Escrevi peças de teatro e ficção antes de escrever poesia. Já estava na pós-graduação quando, estimulado por Marjorie Perloff, passei a me interessar por poesia em si. Por ter começado “tarde”, mergulhei diretamente no estilo inovador daquele momento. Escrevia de modo “tão diferente”, que os amigos diziam que o meu trabalho parecia “tradução” de uma língua exótica. Passei a editar uma revista, a “Sun & Moon: A Journal of Literature and Art” e descobri que outros, como Bruce Andrews, Charles Berstein, Ted Geenwald, Ray Di Palma e James Sherry, estavam explorando um território diverso do explorado por Charles Olson e pelos poetas da “Escola de Nova York” ou do explorado por aqueles que ainda acreditavam nos “Beats”. Estava interessado no processo da linguagem (palavra a palavra,sílaba a sílaba). E em como este processo produzia significado. Cada um escreveu poemas diferentes entre si, porém,nossas preocupações e atitudes eram semelhantes. Dentro do que a poeta Lyn Hejinian descreveu como um “acidente intencional”, formamos um grupo. Com o tempo, apesar das inúmeras diferenças, este “grupo” passou a ser designado como “Language Poetry” pois muitos de nós havíamos colaborado na revista “L=A=N=G=U=A=G=E”, editada por Charles Bernstein e Bruce Andrews. Escritores da geração anterior, como Michael Palmer, por exemplo, passaram também a estar associados com o termo “L=A=N=G=U=A=G=E”. Mas não passávamos de um tempo e de um lugar, uma geração preocupada com a trivialização da poesia e com a necessidade de novas perspectivas. Já existia uma antologia de “Language”, editada por Ron Silliman. Porém, resolvi — a convite da editora “New Directions” — editar a minha, batizada de “Language Poetries”. Essas duas antologias definiram a “Language Poetry”. Todavia, o alvoroço suscitou questões sérias. Os poetas de San Francisco recriaram uma espécie de “igrejinha”, seguindo o modelo da Escola de Nova York, que tanto abjurávamos. Este foi o final da “Language”, se é que houve um começo.
Depois do “fim” do ” movimento”, retomei meus interesses multidisciplinares: poesia, prosa de ficção, cinema, teatro — fundidos. Escrevi, por exemplo, “Along Without”, primeiro volume de uma trilogia. “The Structure of Destrution”, com o subtítulo “A Fiction in Film for Poetry” (1993).

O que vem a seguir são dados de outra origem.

// src/crawl/fetch.rs
// =============================================================================
// Fetching pages over plain HTTP.
//
// Every fetch produces a CrawlResult, whether it worked or not: failures are
// categorized into `error_message` with `success = false`, so a crawl of a
// thousand pages never stops because one of them timed out.
//
// There is no JavaScript execution here. What we get is what the server
// sends, which covers documentation sites and server-rendered catalogues.
//
// Concurrency:
// - fetch_many bounds in-flight requests with a tokio Semaphore
// - each fetch waits `mean_delay + uniform(0, max_range)` before sending
// - results come back in input order
// =============================================================================

use anyhow::{bail, Context, Result};
use futures::future::join_all;
use reqwest::{header::CONTENT_TYPE, redirect, Client};
use serde::Serialize;
use std::time::Duration;
use tokio::sync::Semaphore;
use tracing::debug;
use url::Url;

use crate::config::Settings;
use crate::extract::{extract_html_links, html_to_markdown, page_title};

// Per-page crawl information filled in by the deep crawler
#[derive(Debug, Clone, Default, PartialEq, Serialize)]
pub struct CrawlMetadata {
    pub depth: usize,
    pub score: f64,
    #[serde(skip_serializing_if = "Option::is_none")]
    pub title: Option<String>,
}

// The outcome of fetching one URL
#[derive(Debug, Clone, Default, PartialEq, Serialize)]
pub struct CrawlResult {
    pub url: String,
    pub success: bool,
    #[serde(skip_serializing_if = "Option::is_none")]
    pub status_code: Option<u16>,
    #[serde(skip_serializing_if = "Option::is_none")]
    pub content_type: Option<String>,
    #[serde(skip_serializing)]
    pub html: String,
    pub markdown: String,
    pub links: Vec<String>,
    #[serde(skip_serializing_if = "Option::is_none")]
    pub error_message: Option<String>,
    pub metadata: CrawlMetadata,
}

impl CrawlResult {
    fn failed(url: &str, status_code: Option<u16>, message: String) -> Self {
        Self {
            url: url.to_string(),
            success: false,
            status_code,
            error_message: Some(message),
            ..Default::default()
        }
    }
}

// Delay issued before each request, in seconds
#[derive(Debug, Clone, Copy, Default, PartialEq)]
pub struct Politeness {
    pub mean_delay: f64,
    pub max_range: f64,
}

impl Politeness {
    // Negative delays clamp to zero; NaN and infinite ones are rejected
    pub fn new(mean_delay: f64, max_range: f64) -> Result<Self> {
        if !mean_delay.is_finite() || !max_range.is_finite() {
            bail!(
                "Delays must be finite numbers of seconds (got mean {}, range {})",
                mean_delay,
                max_range
            );
        }
        Ok(Self {
            mean_delay: mean_delay.max(0.0),
            max_range: max_range.max(0.0),
        })
    }

    // mean_delay + uniform(0, max_range); zero when both are zero or the
    // fields hold something that isn't a valid duration
    pub fn next_delay(&self) -> Duration {
        let jitter = if self.max_range > 0.0 {
            fastrand::f64() * self.max_range
        } else {
            0.0
        };
        Duration::try_from_secs_f64(self.mean_delay + jitter).unwrap_or_default()
    }

    async fn wait(&self) {
        let delay = self.next_delay();
        if !delay.is_zero() {
            tokio::time::sleep(delay).await;
        }
    }
}

#[derive(Clone)]
pub struct PageFetcher {
    client: Client,
}

impl PageFetcher {
    pub fn new(settings: &Settings) -> Result<Self> {
        let client = Client::builder()
            .timeout(settings.timeout)
            .user_agent(settings.user_agent.clone())
            .redirect(redirect::Policy::limited(10))
            .build()
            .context("Failed to create HTTP client")?;
        Ok(Self { client })
    }

    // Fetches one page; never fails, see CrawlResult::success
    pub async fn fetch(&self, url: &str) -> CrawlResult {
        let parsed = match Url::parse(url) {
            Ok(parsed) => parsed,
            Err(e) => return CrawlResult::failed(url, None, format!("Invalid URL: {}", e)),
        };

        debug!("Fetching {}", parsed);

        let response = match self.client.get(parsed.clone()).send().await {
            Ok(response) => response,
            Err(e) => return CrawlResult::failed(url, None, categorize_error(&e)),
        };

        let status = response.status();
        let content_type = response
            .headers()
            .get(CONTENT_TYPE)
            .and_then(|v| v.to_str().ok())
            .map(str::to_string);

        if !status.is_success() {
            let mut result = CrawlResult::failed(url, Some(status.as_u16()), format!("HTTP {}", status.as_u16()));
            result.content_type = content_type;
            return result;
        }

        // After redirects, links resolve against where we ended up
        let final_url = response.url().to_string();

        let body = match response.text().await {
            Ok(body) => body,
            Err(e) => {
                return CrawlResult::failed(url, Some(status.as_u16()), categorize_error(&e));
            }
        };

        let mut result = CrawlResult {
            url: url.to_string(),
            success: true,
            status_code: Some(status.as_u16()),
            content_type: content_type.clone(),
            ..Default::default()
        };

        if is_html(content_type.as_deref()) {
            result.markdown = html_to_markdown(&body);
            result.links = extract_html_links(&body, &final_url);
            result.metadata.title = page_title(&body);
        }
        result.html = body;
        result
    }

    // Fetches every URL with at most `concurrency` requests in flight
    pub async fn fetch_many(
        &self,
        urls: &[String],
        concurrency: usize,
        politeness: Politeness,
    ) -> Vec<CrawlResult> {
        let semaphore = Semaphore::new(concurrency.max(1));

        let tasks = urls.iter().map(|url| {
            let semaphore = &semaphore;
            async move {
                // The semaphore is never closed, so acquire can't fail
                let _permit = semaphore.acquire().await.ok();
                politeness.wait().await;
                self.fetch(url).await
            }
        });

        join_all(tasks).await
    }
}

// A missing Content-Type is treated as HTML
fn is_html(content_type: Option<&str>) -> bool {
    match content_type {
        None => true,
        Some(ct) => {
            let ct = ct.to_ascii_lowercase();
            ct.contains("html") || ct.starts_with("text/plain")
        }
    }
}

// Turns a reqwest error into a short, human-readable reason
fn categorize_error(error: &reqwest::Error) -> String {
    let error_string = format!("{:?}", error).to_lowercase();

    if error.is_timeout() {
        "Request timed out".to_string()
    } else if error.is_redirect() {
        "Too many redirects".to_string()
    } else if error.is_connect() {
        if error_string.contains("dns") {
            "Could not resolve hostname".to_string()
        } else if error_string.contains("certificate") || error_string.contains("tls") {
            "TLS certificate error".to_string()
        } else {
            "Connection failed".to_string()
        }
    } else if error.is_body() || error.is_decode() {
        format!("Failed to read response body: {}", error)
    } else {
        error.to_string()
    }
}

#[cfg(test)]
mod tests {
    use super::*;
    use mockito::Server;
    use std::time::Instant;

    fn fetcher() -> PageFetcher {
        PageFetcher::new(&Settings::default()).unwrap()
    }

    #[tokio::test]
    async fn test_fetch_success_fills_payloads() {
        let mut server = Server::new_async().await;
        let _mock = server
            .mock("GET", "/docs")
            .with_status(200)
            .with_header("content-type", "text/html; charset=utf-8")
            .with_body(
                r#"<html><head><title> Docs </title></head>
                <body><h1>Guide</h1><a href="/next">next</a><a href="mailto:x@y.z">mail</a></body></html>"#,
            )
            .create_async()
            .await;

        let url = format!("{}/docs", server.url());
        let result = fetcher().fetch(&url).await;

        assert!(result.success);
        assert_eq!(result.status_code, Some(200));
        assert_eq!(result.metadata.title.as_deref(), Some("Docs"));
        assert!(result.markdown.contains("Guide"));
        assert_eq!(result.links, vec![format!("{}/next", server.url())]);
        assert!(result.error_message.is_none());
    }

    #[tokio::test]
    async fn test_fetch_http_error_is_a_failed_result() {
        let mut server = Server::new_async().await;
        let _mock = server
            .mock("GET", "/missing")
            .with_status(404)
            .create_async()
            .await;

        let result = fetcher().fetch(&format!("{}/missing", server.url())).await;

        assert!(!result.success);
        assert_eq!(result.status_code, Some(404));
        assert_eq!(result.error_message.as_deref(), Some("HTTP 404"));
    }

    #[tokio::test]
    async fn test_fetch_invalid_url() {
        let result = fetcher().fetch("not a url").await;
        assert!(!result.success);
        assert!(result.error_message.unwrap().starts_with("Invalid URL"));
    }

    #[tokio::test]
    async fn test_fetch_many_keeps_input_order() {
        let mut server = Server::new_async().await;
        let mut mocks = Vec::new();
        for page in ["a", "b", "c"] {
            let mock = server
                .mock("GET", format!("/{}", page).as_str())
                .with_status(200)
                .with_header("content-type", "text/html")
                .with_body(format!("<p>page {}</p>", page))
                .create_async()
                .await;
            mocks.push(mock);
        }

        let urls: Vec<String> = ["a", "b", "c"]
            .iter()
            .map(|p| format!("{}/{}", server.url(), p))
            .collect();
        let results = fetcher().fetch_many(&urls, 2, Politeness::default()).await;

        let got: Vec<&str> = results.iter().map(|r| r.url.as_str()).collect();
        assert_eq!(got, urls.iter().map(String::as_str).collect::<Vec<_>>());
        assert!(results.iter().all(|r| r.success));
        assert!(results[1].markdown.contains("page b"));
    }

    #[tokio::test]
    async fn test_politeness_delays_requests() {
        let started = Instant::now();
        let results = fetcher()
            .fetch_many(&["bad url".to_string()], 1, Politeness::new(0.05, 0.0).unwrap())
            .await;
        assert_eq!(results.len(), 1);
        assert!(started.elapsed() >= Duration::from_millis(50));
    }

    #[test]
    fn test_politeness_jitter_stays_in_range() {
        let politeness = Politeness::new(0.5, 0.25).unwrap();
        for _ in 0..100 {
            let delay = politeness.next_delay().as_secs_f64();
            assert!((0.5..0.75).contains(&delay));
        }
        assert!(Politeness::default().next_delay().is_zero());
    }

    #[test]
    fn test_politeness_rejects_non_finite_delays() {
        assert!(Politeness::new(f64::INFINITY, 0.0).is_err());
        assert!(Politeness::new(1.0, f64::NAN).is_err());
        let clamped = Politeness::new(-3.0, -1.0).unwrap();
        assert!(clamped.next_delay().is_zero());

        // Built directly, an unusable delay still doesn't panic
        let unusable = Politeness {
            mean_delay: f64::INFINITY,
            max_range: 0.0,
        };
        assert!(unusable.next_delay().is_zero());
    }
}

Mas ,também, retornei à poesia lírica e estou para lançar, entre outros, a coletânea “After”.
A poesia norte-americana de hoje é muito estimulante e diversa. O público tem crescido.Há novos poetas com trabalhos surpreendentes. A poesia é, no momento, a mais saudável e vigorosa das artes nos Estados Unidos.

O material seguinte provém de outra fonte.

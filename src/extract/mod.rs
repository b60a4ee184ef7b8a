// src/extract/mod.rs
// =============================================================================
// Everything between "we have scraped HTML/Markdown" and "we have JSON".
//
// Submodules:
// - html: DOM queries (CSS selection, cleaning, tables, image fixing)
// - markdown: HTML -> Markdown, record splitting, Markdown links
// - batch: fixed-size and token-budget batching
// - product: product records and the selector pre-parse
// - prompt: the extraction prompt strings
// - llm: the Gemini client
// - sink: JSONL/CSV output with raw-text fallback
// - pipeline: the extraction runs that tie the above together
// - schema: selector-schema extraction (no LLM)
// =============================================================================

mod batch;
mod html;
mod llm;
mod markdown;
mod pipeline;
mod product;
mod prompt;
mod schema;
mod sink;

pub use html::{
    extract_absolute_html_links, extract_html_links, fix_images, page_title, select_fragments,
};
pub(crate) use html::parse_selector;
pub use llm::GeminiClient;
pub use markdown::{extract_markdown_links, html_to_markdown};
pub use pipeline::{
    extract_products, extract_products_hinted, extract_table_data, ProductOptions, TableOptions,
};
pub use schema::{extract_with_schema, CssSchema};
pub use sink::JsonlSink;
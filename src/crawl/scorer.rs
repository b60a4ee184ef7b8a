// src/crawl/scorer.rs
// =============================================================================
// Ranking discovered URLs for best-first crawling.
//
// The score only looks at the URL text, never the page content: a page has
// to be ranked before it is fetched.
// =============================================================================

use url::Url;

#[derive(Debug, Clone, PartialEq)]
pub struct KeywordRelevanceScorer {
    keywords: Vec<String>,
    weight: f64,
}

impl KeywordRelevanceScorer {
    pub fn new<S: AsRef<str>>(keywords: &[S], weight: f64) -> Self {
        Self {
            keywords: keywords
                .iter()
                .map(|k| k.as_ref().trim().to_lowercase())
                .filter(|k| !k.is_empty())
                .collect(),
            weight,
        }
    }

    // weight * (keywords found in the URL / number of keywords)
    //
    // Matching is case-insensitive. A multi-word keyword also matches with
    // its spaces written as '-', '_' or '%20', the way they show up in paths.
    pub fn score(&self, url: &Url) -> f64 {
        if self.keywords.is_empty() {
            return 0.0;
        }

        let haystack = url.as_str().to_lowercase();
        let matched = self
            .keywords
            .iter()
            .filter(|keyword| keyword_variants(keyword).iter().any(|v| haystack.contains(v.as_str())))
            .count();

        self.weight * matched as f64 / self.keywords.len() as f64
    }
}

fn keyword_variants(keyword: &str) -> Vec<String> {
    if !keyword.contains(' ') {
        return vec![keyword.to_string()];
    }
    ["-", "_", "%20", " "]
        .iter()
        .map(|sep| keyword.split_whitespace().collect::<Vec<_>>().join(sep))
        .collect()
}

#[cfg(test)]
mod tests {
    use super::*;

    fn url(s: &str) -> Url {
        Url::parse(s).unwrap()
    }

    #[test]
    fn test_score_is_weighted_fraction_of_matches() {
        let scorer = KeywordRelevanceScorer::new(&["crawl", "example", "async", "configuration"], 0.7);
        let score = scorer.score(&url("https://example.com/docs/Async-Crawl"));
        assert!((score - 0.7 * 3.0 / 4.0).abs() < 1e-9);
        assert_eq!(scorer.score(&url("https://other.org/")), 0.0);
    }

    #[test]
    fn test_multi_word_keyword_matches_path_spelling() {
        let scorer = KeywordRelevanceScorer::new(&["context manager"], 1.0);
        assert_eq!(scorer.score(&url("https://d.org/context-manager.html")), 1.0);
        assert_eq!(scorer.score(&url("https://d.org/context_manager")), 1.0);
        assert_eq!(scorer.score(&url("https://d.org/context")), 0.0);
    }

    #[test]
    fn test_no_keywords_scores_zero() {
        let scorer = KeywordRelevanceScorer::new::<&str>(&[], 0.8);
        assert_eq!(scorer.score(&url("https://a.com/tutorial")), 0.0);
    }
}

Como você criou a Editora “Sun & Moon”?
A Editora nasceu da revista. E de minha convicção de que os escritores inovadores (teatro, poesia, ficção) haviam sido abandonados por editores comerciais e pelos professores universitários, que se voltaram para a teoria: Derrida, Lacan e outras figuras “não literárias”, como centro de pesquisa e aula.Estas idéias podiam ser aplicadas a qualquer escritor do passado e do presente — inexistindo razão para se ler e ensinar poesia contemporânea. Voltei-me contra esse padrão e comecei a trabalhar com os resquícios remanescentes da poesia inovadora. Passei a publicar autores contemporâneos e, depois, iniciei a publicação da série “Clássicos”, com Gertrude Stein, Paul Celan e, por exemplo, Eça de Queirós. Estes livros são “modelos”, agora, para as Universidades.
O que significa, afinal, poesia inovadora para você?

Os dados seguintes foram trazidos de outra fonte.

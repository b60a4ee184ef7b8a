// src/crawl/queue.rs
// =============================================================================
// Deep crawling: link-graph traversal from a start URL.
//
// How it works:
// 1. Start with the start URL in the frontier (depth 0)
// 2. Take up to `concurrency` URLs from the frontier and fetch them
// 3. Extract links from each page and add new ones to the frontier
//    (if not visited, allowed by the filters and within the depth limit)
// 4. Repeat until the frontier is empty or max_pages results were sent
//
// Strategies:
// - Bfs: the frontier is a FIFO queue, so pages come level by level
// - BestFirst: the frontier is a max-heap on the URL's score, so the most
//   relevant page is always fetched next (ties: discovery order)
//
// Results are sent over a channel as soon as each batch is fetched, so a
// caller can save progress while the crawl is still running.
// =============================================================================

use anyhow::{anyhow, Result};
use std::cmp::Ordering;
use std::collections::{BinaryHeap, HashSet, VecDeque};
use tokio::sync::mpsc;
use tracing::{debug, info};
use url::Url;

use super::fetch::{CrawlResult, PageFetcher, Politeness};
use super::filter::FilterChain;
use super::scorer::KeywordRelevanceScorer;
use crate::links::{normalize_url, DEFAULT_TRACKING_PARAMS};

#[derive(Debug, Clone, Copy, PartialEq, Eq, clap::ValueEnum)]
pub enum Strategy {
    Bfs,
    BestFirst,
}

pub struct DeepCrawlConfig {
    pub strategy: Strategy,
    // Links are followed from pages with depth < max_depth
    pub max_depth: usize,
    // Maximum number of results sent; None = unbounded
    pub max_pages: Option<usize>,
    pub include_external: bool,
    pub filter_chain: FilterChain,
    pub scorer: Option<KeywordRelevanceScorer>,
    // Discovered URLs scoring below this are dropped
    pub score_threshold: Option<f64>,
    pub concurrency: usize,
    pub politeness: Politeness,
    // Normalized URLs already crawled in an earlier run: fetched to find
    // their links, but not sent again
    pub already_crawled: HashSet<String>,
}

impl Default for DeepCrawlConfig {
    fn default() -> Self {
        Self {
            strategy: Strategy::Bfs,
            max_depth: 2,
            max_pages: None,
            include_external: false,
            filter_chain: FilterChain::default(),
            scorer: None,
            score_threshold: None,
            concurrency: 5,
            politeness: Politeness::default(),
            already_crawled: HashSet::new(),
        }
    }
}

// A URL waiting in the frontier
#[derive(Debug, Clone)]
struct Pending {
    url: Url,
    depth: usize,
    score: f64,
    // Discovery order, for stable tie-breaking
    seq: usize,
}

// Higher score first, then earlier discovery first
impl Ord for Pending {
    fn cmp(&self, other: &Self) -> Ordering {
        self.score
            .total_cmp(&other.score)
            .then_with(|| other.seq.cmp(&self.seq))
    }
}

impl PartialOrd for Pending {
    fn partial_cmp(&self, other: &Self) -> Option<Ordering> {
        Some(self.cmp(other))
    }
}

impl PartialEq for Pending {
    fn eq(&self, other: &Self) -> bool {
        self.cmp(other) == Ordering::Equal
    }
}

impl Eq for Pending {}

enum Frontier {
    Fifo(VecDeque<Pending>),
    Ranked(BinaryHeap<Pending>),
}

impl Frontier {
    fn new(strategy: Strategy) -> Self {
        match strategy {
            Strategy::Bfs => Frontier::Fifo(VecDeque::new()),
            Strategy::BestFirst => Frontier::Ranked(BinaryHeap::new()),
        }
    }

    fn push(&mut self, item: Pending) {
        match self {
            Frontier::Fifo(queue) => queue.push_back(item),
            Frontier::Ranked(heap) => heap.push(item),
        }
    }

    fn pop(&mut self) -> Option<Pending> {
        match self {
            Frontier::Fifo(queue) => queue.pop_front(),
            Frontier::Ranked(heap) => heap.pop(),
        }
    }

    fn is_empty(&self) -> bool {
        match self {
            Frontier::Fifo(queue) => queue.is_empty(),
            Frontier::Ranked(heap) => heap.is_empty(),
        }
    }
}

pub struct DeepCrawler {
    fetcher: PageFetcher,
    config: DeepCrawlConfig,
}

impl DeepCrawler {
    pub fn new(fetcher: PageFetcher, config: DeepCrawlConfig) -> Self {
        Self { fetcher, config }
    }

    // Starts the crawl in the background; results arrive as they're fetched
    //
    // Dropping the receiver stops the crawl after the current batch.
    pub fn stream(self, start_url: &str) -> Result<mpsc::Receiver<CrawlResult>> {
        let start = Url::parse(start_url)
            .map_err(|e| anyhow!("Invalid URL '{}': {}", start_url, e))?;
        if start.host_str().is_none() {
            return Err(anyhow!("URL has no host: {}", start_url));
        }

        let (tx, rx) = mpsc::channel(self.config.concurrency.max(1) * 2);
        tokio::spawn(self.run(start, tx));
        Ok(rx)
    }

    // Runs the whole crawl and collects every result
    pub async fn crawl(self, start_url: &str) -> Result<Vec<CrawlResult>> {
        let mut rx = self.stream(start_url)?;
        let mut results = Vec::new();
        while let Some(result) = rx.recv().await {
            results.push(result);
        }
        Ok(results)
    }

    async fn run(self, start: Url, tx: mpsc::Sender<CrawlResult>) {
        let config = &self.config;
        let start_host = start.host_str().map(str::to_lowercase);

        let mut frontier = Frontier::new(config.strategy);
        let mut visited = HashSet::new();
        let mut seq = 0;
        let mut sent = 0;

        let start_key = normalize_url(start.as_str(), DEFAULT_TRACKING_PARAMS);
        visited.insert(start_key);
        frontier.push(Pending {
            score: self.score(&start),
            url: start,
            depth: 0,
            seq,
        });

        while !frontier.is_empty() {
            let mut batch = Vec::new();
            while batch.len() < config.concurrency.max(1) {
                match frontier.pop() {
                    Some(item) => batch.push(item),
                    None => break,
                }
            }

            let urls: Vec<String> = batch.iter().map(|p| p.url.to_string()).collect();
            let results = self
                .fetcher
                .fetch_many(&urls, config.concurrency, config.politeness)
                .await;

            for (pending, mut result) in batch.into_iter().zip(results) {
                result.metadata.depth = pending.depth;
                result.metadata.score = pending.score;

                if result.success
                    && pending.depth > 0
                    && !config
                        .filter_chain
                        .allows_response(&result.url, result.content_type.as_deref())
                {
                    continue;
                }

                if result.success && pending.depth < config.max_depth {
                    for link in &result.links {
                        let Some(next) = self.admit(link, start_host.as_deref(), &mut visited) else {
                            continue;
                        };
                        seq += 1;
                        frontier.push(Pending {
                            score: self.score(&next),
                            url: next,
                            depth: pending.depth + 1,
                            seq,
                        });
                    }
                }

                let key = normalize_url(&result.url, DEFAULT_TRACKING_PARAMS);
                if config.already_crawled.contains(&key) {
                    debug!("Already crawled, not sent again: {}", result.url);
                    continue;
                }

                if tx.send(result).await.is_err() {
                    debug!("Result receiver dropped; stopping crawl");
                    return;
                }
                sent += 1;

                if config.max_pages.is_some_and(|max| sent >= max) {
                    info!("Reached max_pages ({}); stopping crawl", sent);
                    return;
                }
            }
        }

        info!("Crawl finished: {} pages", sent);
    }

    fn score(&self, url: &Url) -> f64 {
        self.config.scorer.as_ref().map_or(0.0, |s| s.score(url))
    }

    // Decides whether a discovered link enters the frontier
    //
    // The normalized URL is marked visited on first sight, so a link
    // rejected once is never reconsidered.
    fn admit(&self, link: &str, start_host: Option<&str>, visited: &mut HashSet<String>) -> Option<Url> {
        let key = normalize_url(link, DEFAULT_TRACKING_PARAMS);
        if !visited.insert(key.clone()) {
            return None;
        }

        let url = Url::parse(&key).ok()?;
        if !matches!(url.scheme(), "http" | "https") {
            return None;
        }

        if !self.config.include_external {
            let host = url.host_str().map(str::to_lowercase);
            if host.as_deref() != start_host {
                debug!("Skipping external link {}", url);
                return None;
            }
        }

        if !self.config.filter_chain.allows(&url) {
            return None;
        }

        if let Some(threshold) = self.config.score_threshold {
            if self.score(&url) < threshold {
                debug!("Score below threshold: {}", url);
                return None;
            }
        }

        Some(url)
    }
}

A poesia que entendo mais estimulante por vezes me deixa confuso,preso em uma armadilha, frustrado e, até mesmo, me faz sentir ódio ou me exalta por tanta beleza de sons e significados possíveis. Gosto da poesia que me faz repensar o que sei, que me exige a encontrar novos sentidos para minha existência. Este “significado para mim mesmo” é mais importante do que o poema, ao demonstrar, de modo transparente, um significado para todos. Literatura não é um “troféu”, que você leva para casa. Quero reencontrá-la todos os dias, em termos novos. Um bom poema me faz voltar a ele pelo desafio que representa, por sua energia. Linguagem é força viva — que muda e que se transforma. Poesia inovadora é um modo de se ver o mundo e não mera atividade de escrita.